Ligaments are tough rope-like tissue that connect bones to other bones, and hold them in place, providing stability to the joints. The plantar fascia is the largest ligament in the foot, originating from the heel bone to the forefoot, it extends along the lower side of the foot and is involved in maintaining the arch of the foot. The plantar fascia ligament stretches and contracts to provide balance and strength to the foot. Lateral ligaments on the outside of the foot and medial ligaments on the inside of the foot provide stability and allow up and down movement of the foot.

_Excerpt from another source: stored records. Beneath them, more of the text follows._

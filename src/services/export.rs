use anyhow::Result;
use log::{info, warn};
use std::path::{Path, PathBuf};

use crate::cache::JsonCache;
use crate::database::StateStore;

/// Writes the persisted state as JSON files for downstream renderers
pub struct ExportService<'a> {
    store: &'a dyn StateStore,
    out: JsonCache,
}

impl<'a> ExportService<'a> {
    pub fn new<P: AsRef<Path>>(store: &'a dyn StateStore, out_dir: P) -> Result<Self> {
        Ok(Self {
            store,
            out: JsonCache::create(out_dir)?,
        })
    }

    pub fn run(&self) -> Result<Vec<PathBuf>> {
        let state = self.store.load_state()?;
        let mut written = vec![
            self.out.save("raw_matches", &state.raw_matches)?,
            self.out.save("poll_states", &state.poll_states)?,
        ];

        match self.store.load_analysis()? {
            Some(analysis) => written.push(self.out.save("analysis", &analysis)?),
            None => warn!("No committed analysis yet, skipping analysis.json"),
        }

        info!("Exported {} files to {}", written.len(), self.out.dir().display());
        Ok(written)
    }
}

#[cfg(test)]
mod tests {
    use super::*;
    use crate::analysis::AnalysisResult;
    use crate::config::settings::StoreSettings;
    use crate::database::{SqliteStateStore, StateCommit};
    use crate::scheduler::{PollPhase, PollState};
    use chrono::Utc;
    use std::collections::BTreeMap;

    fn store(name: &str) -> SqliteStateStore {
        let path = std::env::temp_dir().join(format!("match_poller_export_{}.db", name));
        let _ = std::fs::remove_file(&path);
        SqliteStateStore::open(&StoreSettings {
            database_path: path.to_string_lossy().to_string(),
            log_capacity: 10,
        })
        .unwrap()
    }

    #[test]
    fn test_export_without_analysis() {
        let store = store("empty");
        let out = std::env::temp_dir().join("match_poller_export_empty_out");
        let _ = std::fs::remove_dir_all(&out);

        let written = ExportService::new(&store, &out).unwrap().run().unwrap();

        assert_eq!(written.len(), 2);
        assert!(!out.join("analysis.json").exists());
        let _ = std::fs::remove_dir_all(&out);
    }

    #[test]
    fn test_export_writes_committed_state() {
        let store = store("committed");
        let mut poll_states = BTreeMap::new();
        poll_states.insert("lck".to_string(), PollState::new(5, PollPhase::Verifying));
        store
            .commit(&StateCommit {
                raw_matches: &BTreeMap::new(),
                poll_states: &poll_states,
                analysis: &AnalysisResult::default(),
                committed_at: Utc::now(),
            })
            .unwrap();
        let out = std::env::temp_dir().join("match_poller_export_committed_out");
        let _ = std::fs::remove_dir_all(&out);

        let written = ExportService::new(&store, &out).unwrap().run().unwrap();

        assert_eq!(written.len(), 3);
        let json = std::fs::read_to_string(out.join("poll_states.json")).unwrap();
        let parsed: BTreeMap<String, PollState> = serde_json::from_str(&json).unwrap();
        assert_eq!(parsed, poll_states);
        let _ = std::fs::remove_dir_all(&out);
    }
}
use chrono::{DateTime, Utc};

use crate::database::{LogEntry, Severity};

/// Operator-facing entries collected during one run.
///
/// Every entry is mirrored to the process log as it is recorded; the
/// coordinator hands the collected entries to the store when the run ends.
#[derive(Debug, Clone)]
pub struct RunLog {
    started_at: DateTime<Utc>,
    entries: Vec<LogEntry>,
}

impl RunLog {
    pub fn new(started_at: DateTime<Utc>) -> Self {
        Self {
            started_at,
            entries: Vec::new(),
        }
    }

    pub fn info(&mut self, message: impl Into<String>) {
        self.record(Severity::Info, message.into());
    }

    pub fn success(&mut self, message: impl Into<String>) {
        self.record(Severity::Success, message.into());
    }

    pub fn error(&mut self, message: impl Into<String>) {
        self.record(Severity::Error, message.into());
    }

    pub fn entries(&self) -> &[LogEntry] {
        &self.entries
    }

    pub fn into_entries(self) -> Vec<LogEntry> {
        self.entries
    }

    fn record(&mut self, level: Severity, message: String) {
        match level {
            Severity::Error => log::error!("{}", message),
            Severity::Info | Severity::Success => log::info!("{}", message),
        }
        self.entries.push(LogEntry {
            at: self.started_at,
            level,
            message,
        });
    }
}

The foot is made up of 20 muscles that help in movement. The main muscles include:

  • Anterior tibial muscle, which allows up and down movement of the foot
  • Posterior tibial muscle, which supports the arch
  • Peroneal tibial muscle, which controls movement on the outside of the ankle
  • Extensors, which enable the ankle to raise the toes just before stepping forward
  • Flexors, which stabilize the toes against the floor
  • Smaller muscles that help the toes to lift and curl

Tendons are soft tissues that connect muscles to bones. The largest and strongest tendon in the foot is the Achilles tendon, present at the back of the lower leg around the heel bone. Other tendons include peroneal and anterior and posterior tibialis.

Bursae are small fluid-filled sacs that decrease friction between tendons and bone or skin. They contain special cells called synovial cells that secrete a lubricating fluid.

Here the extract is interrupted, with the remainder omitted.